If you use the Pending Invites option, no email is sent, and the email address does not really need to exist - any valid looking address will work, as long as it’s configured as the email address of a Manager user.

To log in with this account:

  1. Log in to the Red Hat Virtualization web administration welcome page using the account that has this email address.
  2. Select Monitoring Portal to open the Grafana dashboard.
  3. Select Sign in with oVirt Engine Auth.

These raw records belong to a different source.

//! Export module for saving simulation output to disk.
//!
//! Snapshots are written as JSON so that an external tool can plot the
//! temperature and wind grids.

mod json;

pub use json::{SnapshotExportError, read_snapshots_json, write_snapshots_json};
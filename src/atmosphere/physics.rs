//! One explicit-Euler timestep: radiative forcing, wind, then advection.
//!
//! The integrator is unconditioned: there is no CFL check and no
//! adaptive step; a timestep that is large compared to the radiative or
//! advective timescales will drive temperatures to non-finite values, and
//! picking a small enough `dt` is the caller's responsibility.

use super::config::PlanetConstants;
use super::state::{AtmosphereState, SampleSet, StateError};

/// Stefan–Boltzmann constant (W·m⁻²·K⁻⁴).
pub const STEFAN_BOLTZMANN: f64 = 5.67e-8;

/// Physical-space derivatives of the fitted fields at every sample point.
///
/// All six are taken from the fields fitted at the start of the step, before
/// any sample value changes.
#[derive(Debug, Clone)]
pub struct FieldGradients {
    pub du_dphi: Vec<f64>,
    pub du_dtheta: Vec<f64>,
    pub dv_dphi: Vec<f64>,
    pub dv_dtheta: Vec<f64>,
    pub dt_dphi: Vec<f64>,
    pub dt_dtheta: Vec<f64>,
}

impl FieldGradients {
    /// Evaluates the derivatives of the state's current fields.
    pub fn from_state(state: &AtmosphereState) -> Result<Self, StateError> {
        let fields = state.fields().ok_or(StateError::NotFitted)?;
        let (du_dtheta, du_dphi) = state.physical_gradient(&fields.zonal);
        let (dv_dtheta, dv_dphi) = state.physical_gradient(&fields.meridional);
        let (dt_dtheta, dt_dphi) = state.physical_gradient(&fields.temperature);
        Ok(Self {
            du_dphi,
            du_dtheta,
            dv_dphi,
            dv_dtheta,
            dt_dphi,
            dt_dtheta,
        })
    }
}

/// Advances `state` by `dt` seconds with the sun above `sun_longitude`.
///
/// Order is fixed:
/// 1. refit temperature, u and v to the current samples, unless the fields
///    already match them;
/// 2. radiative forcing of temperature from the raw sample values;
/// 3. wind update from the step-1 fields;
/// 4. temperature advection from the same step-1 fields.
///
/// Steps 3 and 4 see the fields as they were before step 2 changed the
/// temperature. A failed refit returns early and leaves the samples untouched.
pub fn step(state: &mut AtmosphereState, dt: f64, sun_longitude: f64) -> Result<(), StateError> {
    state.ensure_fields()?;
    let gradients = FieldGradients::from_state(state)?;
    let constants = *state.constants();

    let samples = state.samples_mut();
    apply_radiative_forcing(samples, &constants, dt, sun_longitude);
    update_velocity(samples, &gradients, dt);
    advect_temperature(samples, &gradients, dt);
    Ok(())
}

/// Net radiative heating rate (K/s) of one sample.
///
/// Absorbed sunlight falls off with `sin θ` and with the longitude offset from
/// the subsolar point, and is zero on the night side. Emission is `σT⁴`.
pub fn radiative_tendency(
    temperature: f64,
    colat: f64,
    lon: f64,
    sun_longitude: f64,
    constants: &PlanetConstants,
) -> f64 {
    let insolation = constants.solar_constant
        * (1.0 - constants.albedo)
        * colat.sin().max(0.0)
        * (lon - sun_longitude).sin().max(0.0);
    let emission = STEFAN_BOLTZMANN * temperature.powi(4);
    (insolation - emission) / constants.heat_capacity
}

/// `T += dt · (absorbed − emitted) / C` at every sample.
pub fn apply_radiative_forcing(samples: &mut SampleSet, constants: &PlanetConstants, dt: f64, sun_longitude: f64) {
    for ((t, &colat), &lon) in samples.temps.iter_mut().zip(&samples.lats).zip(&samples.lons) {
        *t += dt * radiative_tendency(*t, colat, lon, sun_longitude, constants);
    }
}

/// Momentum update with self-advection, Coriolis deflection and the
/// temperature gradient as the pressure-like force.
///
/// The zonal component is updated first across all samples; the meridional
/// update then reads the new zonal velocity.
pub fn update_velocity(samples: &mut SampleSet, g: &FieldGradients, dt: f64) {
    let SampleSet { us, vs, coriolis, .. } = samples;

    for (i, u) in us.iter_mut().enumerate() {
        let v = vs[i];
        *u -= dt * (*u * g.du_dphi[i] + v * g.du_dtheta[i] + coriolis[i] * v + g.dt_dphi[i]);
    }
    for (i, v) in vs.iter_mut().enumerate() {
        let u = us[i];
        *v -= dt * (u * g.dv_dphi[i] + *v * g.dv_dtheta[i] - coriolis[i] * u + g.dt_dtheta[i]);
    }
}

/// Temperature transport by the wind.
///
/// Uses the product form `T ∂u/∂φ + u ∂T/∂φ + T ∂v/∂θ + v ∂T/∂θ` with the
/// velocities from [`update_velocity`] and the forced temperature.
pub fn advect_temperature(samples: &mut SampleSet, g: &FieldGradients, dt: f64) {
    let SampleSet { temps, us, vs, .. } = samples;

    for (i, t) in temps.iter_mut().enumerate() {
        let (u, v) = (us[i], vs[i]);
        *t -= dt * (*t * g.du_dphi[i] + u * g.dt_dphi[i] + *t * g.dv_dtheta[i] + v * g.dt_dtheta[i]);
    }
}

#[cfg(test)]
mod tests {
    use super::*;
    use crate::atmosphere::{InitialConditions, SimulationConfig};
    use crate::geometry::SpherePoint;
    use approx::assert_relative_eq;
    use std::f64::consts::FRAC_PI_2;

    fn config(points: usize) -> SimulationConfig {
        SimulationConfig {
            point_count: points,
            grid_resolution: 4,
            ..Default::default()
        }
    }

    fn zero_gradients(n: usize) -> FieldGradients {
        FieldGradients {
            du_dphi: vec![0.0; n],
            du_dtheta: vec![0.0; n],
            dv_dphi: vec![0.0; n],
            dv_dtheta: vec![0.0; n],
            dt_dphi: vec![0.0; n],
            dt_dtheta: vec![0.0; n],
        }
    }

    #[test]
    fn night_side_only_radiates() {
        let c = PlanetConstants::default();
        let t = 280.0;
        // lon - sun = -π/2 puts the point at local midnight.
        let night = radiative_tendency(t, FRAC_PI_2, 0.0, FRAC_PI_2, &c);
        assert_relative_eq!(night, -STEFAN_BOLTZMANN * t.powi(4) / c.heat_capacity);
    }

    #[test]
    fn subsolar_point_absorbs_full_sunlight() {
        let c = PlanetConstants::default();
        // sin(lon - sun) = 1 when lon = sun + π/2.
        let day = radiative_tendency(0.0, FRAC_PI_2, FRAC_PI_2, 0.0, &c);
        assert_relative_eq!(day, c.solar_constant * (1.0 - c.albedo) / c.heat_capacity);
    }

    #[test]
    fn radiative_forcing_is_explicit_euler() {
        let points = [SpherePoint::new(FRAC_PI_2, FRAC_PI_2), SpherePoint::new(4.0, 1.0)];
        let mut samples = SampleSet::from_points(&points, &InitialConditions::uniform(260.0));
        let c = PlanetConstants::default();
        let dt = 600.0;
        let expected: Vec<f64> = points
            .iter()
            .map(|p| 260.0 + dt * radiative_tendency(260.0, p.colat, p.lon, 0.0, &c))
            .collect();
        apply_radiative_forcing(&mut samples, &c, dt, 0.0);
        for (t, e) in samples.temps().iter().zip(&expected) {
            assert_relative_eq!(*t, *e);
        }
    }

    #[test]
    fn dark_planet_forcing_never_warms() {
        let points = crate::geometry::fibonacci_sphere(50);
        let mut samples = SampleSet::from_points(&points, &InitialConditions::default());
        let c = PlanetConstants::default().dark();
        for k in 0..20 {
            let before = samples.temps().to_vec();
            apply_radiative_forcing(&mut samples, &c, 1080.0, k as f64);
            assert!(samples.temps().iter().zip(&before).all(|(a, b)| a <= b));
        }
    }

    #[test]
    fn meridional_update_sees_new_zonal_velocity() {
        let points = [SpherePoint::new(1.0, 1.0)];
        let mut samples = SampleSet::from_points(&points, &InitialConditions::uniform(280.0));
        let mut g = zero_gradients(1);
        g.dt_dphi[0] = 1e-3;
        let dt = 10.0;
        update_velocity(&mut samples, &g, dt);

        let f = samples.coriolis()[0];
        let u = -dt * 1e-3;
        assert_relative_eq!(samples.us()[0], u);
        // v starts at rest, so it only moves through the Coriolis term on the new u.
        assert_relative_eq!(samples.vs()[0], dt * f * u);
    }

    #[test]
    fn advection_uses_product_form() {
        let points = [SpherePoint::new(1.0, 1.0)];
        let mut samples = SampleSet::from_points(&points, &InitialConditions::uniform(300.0));
        samples.us[0] = 2.0;
        samples.vs[0] = -1.0;
        let mut g = zero_gradients(1);
        g.du_dphi[0] = 1e-6;
        g.dt_dphi[0] = 2e-6;
        g.dv_dtheta[0] = 3e-6;
        g.dt_dtheta[0] = 4e-6;
        let dt = 5.0;
        advect_temperature(&mut samples, &g, dt);

        let expected = 300.0 - dt * (300.0 * 1e-6 + 2.0 * 2e-6 + 300.0 * 3e-6 - 1.0 * 4e-6);
        assert_relative_eq!(samples.temps()[0], expected);
    }

    #[test]
    fn dark_planet_step_never_warms() {
        let constants = PlanetConstants::default().dark();
        let mut state = AtmosphereState::new(constants, &config(40)).unwrap();
        for k in 0..4 {
            let before = state.samples().temps().to_vec();
            step(&mut state, 1080.0, k as f64 * 0.1).unwrap();
            let after = state.samples().temps();
            assert!(
                after.iter().zip(&before).all(|(a, b)| a <= b),
                "step {k} warmed a sample"
            );
        }
    }

    #[test]
    fn step_uses_fields_fitted_before_forcing() {
        let mut state = AtmosphereState::new(PlanetConstants::default(), &config(40)).unwrap();
        let mut expected = state.samples().clone();

        // Replay the step by hand with the pre-step fields.
        let mut probe = state.clone();
        probe.refit_fields().unwrap();
        let g = FieldGradients::from_state(&probe).unwrap();
        let c = *probe.constants();
        apply_radiative_forcing(&mut expected, &c, 1080.0, 0.3);
        update_velocity(&mut expected, &g, 1080.0);
        advect_temperature(&mut expected, &g, 1080.0);

        step(&mut state, 1080.0, 0.3).unwrap();
        assert_eq!(state.samples(), &expected);
    }

    #[test]
    fn failed_step_leaves_samples_untouched() {
        let points = [
            SpherePoint::new(0.0, 1.0),
            SpherePoint::new(2.0, 1.5),
            SpherePoint::new(4.0, 2.0),
        ];
        let samples = SampleSet::from_points(&points, &InitialConditions::default());
        let mut state = AtmosphereState::from_samples(samples.clone(), PlanetConstants::default(), 4.0).unwrap();
        let err = state.update(1080.0, 0.0).unwrap_err();
        assert!(matches!(err, StateError::Fit(_)));
        assert_eq!(state.samples(), &samples);
    }
}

23.1.3. Grafana dashboards

Built-in Grafana dashboards

The following dashboards are available in the initial Grafana setup to report Data Center, Cluster, Host, and Virtual Machine data:

Table 23.1. Built-in Grafana dashboards

Dashboard typeContent

Executive dashboards

  • Cluster dashboard - resource usage, peaks, over-commit, and up-time for hosts and virtual machines in a selected cluster, according to the latest configurations.
  • Data Center dashboard - resource usage, peaks, and up-time for clusters, hosts, and storage domains in a selected data center, according to the latest configurations.
  • Executive dashboard - user resource usage and number of operating systems for hosts and virtual machines in selected clusters over a selected period.
  • Host dashboard - latest and historical configuration details and resource usage metrics of a selected host over a selected period.
  • System dashboard - resource usage and up-time for hosts and storage domains in the system, according to in the latest configurations.
  • Virtual Machine dashboard - latest and historical configuration details and resource usage metrics of a selected virtual machine over a selected period.

Trend dashboards

  • Hosts Resource Usage dashboard - daily and hourly resource usage (number of virtual machines, CPU, memory, network Tx/Rx) for selected hosts in a selected period.
  • Hosts Trend dashboard - resource usage (number of virtual machines, CPU, memory, and network Tx/Rx) for selected hosts over a selected period.
  • Trend dashboard - usage rates for the 5 most and least utilized virtual machines and hosts by memory and by CPU in selected clusters over a selected period.
  • Virtual Machines Resource Usage dashboard - daily and hourly resource usage (CPU, memory, network Tx/Rx, disk I/O) for selected virtual machines in a selected period.
  • Virtual Machines Trend dashboard -resource usage (CPU, memory, network Tx/Rx, disk I/O) for selected virtual machines over a selected period.

Service Level dashboards

  • Cluster Quality of Service

    • Hosts dashboard - the time selected hosts have performed above and below the CPU and memory threshold in a selected period.
    • Virtual Machines dashboard - the time selected virtual machines have performed above and below the CPU and memory threshold in a selected period.
  • Hosts Uptime dashboard - the uptime, planned downtime, and unplanned downtime for selected hosts in a selected period.
  • Uptime dashboard - planned downtime, unplanned downtime, and total time for the hosts, high availability virtual machines, and all virtual machines in selected clusters in a selected period.
  • Virtual Machines Uptime dashboard - the uptime, planned downtime, and unplanned downtime for selected virtual machines in a selected period.

Inventory dashboards

  • Hosts Inventory dashboard - FQDN, VDSM version, operating system, CPU model, CPU cores, memory size, create date, delete date, and hardware details for selected hosts, according to the latest configurations.
  • Inventory dashboard - number of hosts, virtual machines, and running virtual machines, resources usage and over-commit rates for selected data centers, according to the latest configurations.
  • Storage Domains Inventory dashboard - domain type, storage type, available disk size, used disk size, total disk size, creation date, and delete date for selected storage domains over a selected period.
  • Virtual Machines Inventory dashboard - template name, operating system, CPU cores, memory size, create date, and delete date for selected virtual machines, according to the latest configurations.

Customized Grafana dashboards

You can create customized dashboards or copy and modify existing dashboards according to your reporting needs.

Note

Built-in dashboards cannot be customized.